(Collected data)
= Beginning of Section =

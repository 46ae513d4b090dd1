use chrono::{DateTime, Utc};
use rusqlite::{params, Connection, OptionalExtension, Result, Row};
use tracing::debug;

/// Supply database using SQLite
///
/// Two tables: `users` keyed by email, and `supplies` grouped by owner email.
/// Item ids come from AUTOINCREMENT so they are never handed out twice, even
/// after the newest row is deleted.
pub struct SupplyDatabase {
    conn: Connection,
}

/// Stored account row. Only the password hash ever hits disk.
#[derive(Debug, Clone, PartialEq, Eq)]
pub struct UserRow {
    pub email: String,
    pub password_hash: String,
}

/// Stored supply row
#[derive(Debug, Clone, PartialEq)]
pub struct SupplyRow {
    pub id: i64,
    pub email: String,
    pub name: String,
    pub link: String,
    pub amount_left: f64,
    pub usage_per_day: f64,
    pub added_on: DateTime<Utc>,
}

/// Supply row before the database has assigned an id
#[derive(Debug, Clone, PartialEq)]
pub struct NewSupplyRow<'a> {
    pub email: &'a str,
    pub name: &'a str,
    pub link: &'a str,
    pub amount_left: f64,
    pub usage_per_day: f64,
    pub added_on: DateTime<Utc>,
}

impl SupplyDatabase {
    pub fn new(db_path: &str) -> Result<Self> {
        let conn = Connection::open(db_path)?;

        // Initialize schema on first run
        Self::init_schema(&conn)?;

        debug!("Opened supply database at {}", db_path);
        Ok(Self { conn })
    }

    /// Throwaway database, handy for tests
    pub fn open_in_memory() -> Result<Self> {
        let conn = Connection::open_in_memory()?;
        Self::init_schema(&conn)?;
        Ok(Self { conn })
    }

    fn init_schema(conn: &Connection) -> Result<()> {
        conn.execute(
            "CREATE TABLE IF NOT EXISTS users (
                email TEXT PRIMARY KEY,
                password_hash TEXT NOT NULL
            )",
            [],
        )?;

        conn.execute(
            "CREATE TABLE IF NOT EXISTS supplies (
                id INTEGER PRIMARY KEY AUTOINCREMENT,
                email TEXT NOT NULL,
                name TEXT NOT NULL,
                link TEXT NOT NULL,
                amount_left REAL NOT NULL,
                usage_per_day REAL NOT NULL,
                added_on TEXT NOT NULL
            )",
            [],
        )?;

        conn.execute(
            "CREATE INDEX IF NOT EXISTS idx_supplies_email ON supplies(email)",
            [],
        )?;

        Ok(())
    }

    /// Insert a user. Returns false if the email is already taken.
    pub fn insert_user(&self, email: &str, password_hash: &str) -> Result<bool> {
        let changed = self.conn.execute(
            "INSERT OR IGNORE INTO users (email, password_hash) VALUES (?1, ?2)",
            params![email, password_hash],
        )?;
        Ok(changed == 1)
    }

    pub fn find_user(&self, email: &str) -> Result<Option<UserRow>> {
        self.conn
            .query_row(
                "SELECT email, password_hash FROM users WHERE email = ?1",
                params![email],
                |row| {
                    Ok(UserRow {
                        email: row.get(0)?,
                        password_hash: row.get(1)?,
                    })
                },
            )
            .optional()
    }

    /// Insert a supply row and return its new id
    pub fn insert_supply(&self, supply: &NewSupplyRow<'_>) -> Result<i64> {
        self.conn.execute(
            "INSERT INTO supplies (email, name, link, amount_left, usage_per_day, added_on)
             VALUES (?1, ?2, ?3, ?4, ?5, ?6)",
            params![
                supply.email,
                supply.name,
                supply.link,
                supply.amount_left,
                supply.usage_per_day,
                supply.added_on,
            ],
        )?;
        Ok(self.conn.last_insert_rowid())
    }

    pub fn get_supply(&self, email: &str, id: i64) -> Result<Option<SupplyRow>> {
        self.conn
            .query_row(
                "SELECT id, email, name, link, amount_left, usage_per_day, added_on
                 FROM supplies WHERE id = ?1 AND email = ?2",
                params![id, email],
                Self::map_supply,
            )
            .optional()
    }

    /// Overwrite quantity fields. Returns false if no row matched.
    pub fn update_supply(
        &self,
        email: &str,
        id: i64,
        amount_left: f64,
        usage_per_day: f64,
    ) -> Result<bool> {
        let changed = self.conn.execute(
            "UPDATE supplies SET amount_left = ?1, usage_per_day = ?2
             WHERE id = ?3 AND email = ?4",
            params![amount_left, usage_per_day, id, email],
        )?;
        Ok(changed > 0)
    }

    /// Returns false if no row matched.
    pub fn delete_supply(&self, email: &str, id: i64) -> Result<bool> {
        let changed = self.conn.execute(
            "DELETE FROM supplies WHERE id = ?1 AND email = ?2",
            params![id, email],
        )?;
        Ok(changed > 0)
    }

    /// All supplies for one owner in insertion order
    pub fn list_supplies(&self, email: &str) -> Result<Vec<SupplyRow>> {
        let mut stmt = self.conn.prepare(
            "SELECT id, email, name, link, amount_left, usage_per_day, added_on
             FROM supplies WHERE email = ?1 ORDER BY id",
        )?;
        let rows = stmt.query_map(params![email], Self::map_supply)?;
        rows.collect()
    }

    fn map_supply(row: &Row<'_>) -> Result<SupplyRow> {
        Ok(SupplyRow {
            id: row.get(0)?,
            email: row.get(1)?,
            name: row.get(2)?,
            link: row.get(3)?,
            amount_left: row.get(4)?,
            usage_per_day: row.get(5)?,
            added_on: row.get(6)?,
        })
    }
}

= End of Section =
= Beginning of Section =

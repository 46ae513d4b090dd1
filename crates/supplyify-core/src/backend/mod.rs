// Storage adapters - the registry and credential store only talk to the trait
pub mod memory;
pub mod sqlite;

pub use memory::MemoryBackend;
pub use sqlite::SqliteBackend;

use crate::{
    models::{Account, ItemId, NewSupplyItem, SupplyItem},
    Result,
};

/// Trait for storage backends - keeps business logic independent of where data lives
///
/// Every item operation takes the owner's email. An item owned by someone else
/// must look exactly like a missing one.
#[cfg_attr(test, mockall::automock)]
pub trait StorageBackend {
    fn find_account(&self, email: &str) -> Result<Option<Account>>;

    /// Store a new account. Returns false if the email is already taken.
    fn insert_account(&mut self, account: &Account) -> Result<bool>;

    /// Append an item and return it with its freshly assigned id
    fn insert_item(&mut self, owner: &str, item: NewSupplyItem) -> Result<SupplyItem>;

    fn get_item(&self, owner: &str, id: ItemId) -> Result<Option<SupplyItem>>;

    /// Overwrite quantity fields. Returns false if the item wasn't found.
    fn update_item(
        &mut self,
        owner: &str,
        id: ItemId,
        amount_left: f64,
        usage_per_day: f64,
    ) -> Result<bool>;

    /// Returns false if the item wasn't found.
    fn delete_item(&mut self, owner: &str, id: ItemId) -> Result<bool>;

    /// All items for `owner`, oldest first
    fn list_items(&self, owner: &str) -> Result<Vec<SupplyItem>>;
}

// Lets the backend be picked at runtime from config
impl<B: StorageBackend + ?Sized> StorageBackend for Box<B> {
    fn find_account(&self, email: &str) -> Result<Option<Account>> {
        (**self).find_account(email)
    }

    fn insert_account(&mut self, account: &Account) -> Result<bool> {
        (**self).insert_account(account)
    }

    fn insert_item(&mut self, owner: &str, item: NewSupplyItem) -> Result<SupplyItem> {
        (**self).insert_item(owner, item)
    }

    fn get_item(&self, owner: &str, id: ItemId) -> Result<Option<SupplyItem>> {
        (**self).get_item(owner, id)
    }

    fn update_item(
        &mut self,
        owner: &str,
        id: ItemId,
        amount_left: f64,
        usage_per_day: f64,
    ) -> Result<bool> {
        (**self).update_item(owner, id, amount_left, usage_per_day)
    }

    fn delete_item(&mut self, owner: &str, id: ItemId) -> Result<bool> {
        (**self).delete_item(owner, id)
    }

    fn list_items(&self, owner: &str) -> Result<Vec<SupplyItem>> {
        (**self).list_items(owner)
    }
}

= End of Section =

§ Assignment
Look through the entries above. Copy each line in which the string "rows" occurs.

§ Answer to this problem
        let rows = stmt.query_map(params![email], Self::map_supply)?;
        rows.collect()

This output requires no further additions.